Their heart is large and has spiral fibers
The __ node depolarizes the fastest followed by a short pause at the __ node
The SA node depolarizes the fastest followed by a short pause at the AV node
Explain how to place leads for a negative QRS complex in Lead 1
First place the white negative lead on the right point of the shoulder, then place the black positive lead on the left axilla, and then the red can go anywhere on the right other (jugular groove)
Equine normal sinus rhythm
A normal and consistent p wave preceded each QRS complex by a consistent and credible PR interval
Sinus tachycardia is > __ bpm
Sinus tachycardia is > 50 bpm
Why would a bradyarrhythmia go away during exercise?
If its non-pathologic then the increase in sympathetic tone from exercise will make it disappear. The horse likely has bradyarrhythmias from hight parasympathetic tone.
Sinus arrhythmia are pauses < or equal to __ normal p-p intervals
Sinus arrhythmia are pauses < or equal to 2 normal p-p intervals
Second degree AV block
Occasional P waves that are not followed by a QRS complex, this is the most common physiologic arrhythmia in horses
Advances second degree AV block when __ p waves are not followed by a QRS but all QRS complexes are followed by a __
Advances second degree AV block when 2 or more p waves are not followed by a QRS but all QRS complexes are followed by a p wave
3rd Degree AV Block
- The p waves are present but have no association with the QRS
- QRS may be wider and R-R interval irregular
- low HR and decreased CO may result in cardiac syncope and death
How do we treat a third degree AV block?
Atropine or a pacemaker
Supraventricular Tachyarrhythmias
Premature atrial complexes and atrial fibrillation
Ventricular tachyarrhythmias
VPC’s, ventricular tachycardia, torsades de pointes
Premature atrial complexes
Abnormal looking p wave that may or may not conduct and may predispose a horse to atrial fibrillation
Atrial fibrillation happens in the absence of __ that create a __ rhythm and irregular ___
Atrial fibrillation happens in the absence of p waves that create a irregular- irregular rhythm and irregular RR
When should you attempt to convert a horse to NSR when they have AF?

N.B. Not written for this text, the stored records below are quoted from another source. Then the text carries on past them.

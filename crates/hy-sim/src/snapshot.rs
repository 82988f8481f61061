//! Serializable simulation state.
//!
//! A snapshot holds everything a step reads: cell arrays and flux
//! capacitors, cars, inflow backlogs, signal state, the RNG position, the
//! car-id counter, and the clock.  Interface solutions and edge states are
//! rebuilt at the start of every step, so they are not stored.
//!
//! JSON floats round-trip exactly, so a restored simulator steps to the
//! same bits as the one it was taken from.

use serde::{Deserialize, Serialize};

use hy_arz::Q;
use hy_core::{RngState, SimClock};
use hy_micro::Car;

use crate::{FluxCapacitor, Inflow, SignalController, SimResult};

#[derive(Clone, Debug, PartialEq, Serialize, Deserialize)]
pub enum LaneSnapshot {
    Macro {
        cells:     Vec<Q>,
        capacitor: FluxCapacitor,
        inbox:     Vec<Car>,
    },
    Micro {
        cars: Vec<Car>,
    },
}

#[derive(Clone, Debug, PartialEq, Serialize, Deserialize)]
pub struct Snapshot {
    pub clock:       SimClock,
    pub rng:         RngState,
    pub next_car_id: u64,
    pub cars_exited: u64,
    /// Indexed by `LaneId`.
    pub lanes:       Vec<LaneSnapshot>,
    /// Indexed by `LaneId`.
    pub inflows:     Vec<Option<Inflow>>,
    /// Indexed by `IntersectionId`.
    pub signals:     Vec<SignalController>,
}

impl Snapshot {
    pub fn to_json(&self) -> SimResult<String> {
        Ok(serde_json::to_string(self)?)
    }

    pub fn from_json(text: &str) -> SimResult<Self> {
        Ok(serde_json::from_str(text)?)
    }
}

If they are athletes without structural heart disease
Atrial fibrillation can be treated by Quinidine sulfate or transvenous electrocardioversion
Quinidine Sulfate is a sodium channel blocker that also affects K+ channels prolongs the refractory period and slows AP conduction
TVEC is when you place catheters within the right atrium and pulmonary artery via the jugular and then deliver shocks on the R wave
Premature ventricular complexes (VPC’s) are associated with __, __ , __and __ .
Premature ventricular complexes (VPC’s) are associated with colic , electrolyte abnormalities, exercise, and myocarditis .
Ventricular tachycardia is__ or more PVCs that are often __ and __. It has a __ rhythm that may sound __.
Ventricular tachycardia is 3 or more PVCs that are often wide and bizarre. It has a rapid rhythm that may sound regular.
Is uniform or multi form ventricular ectopy worse?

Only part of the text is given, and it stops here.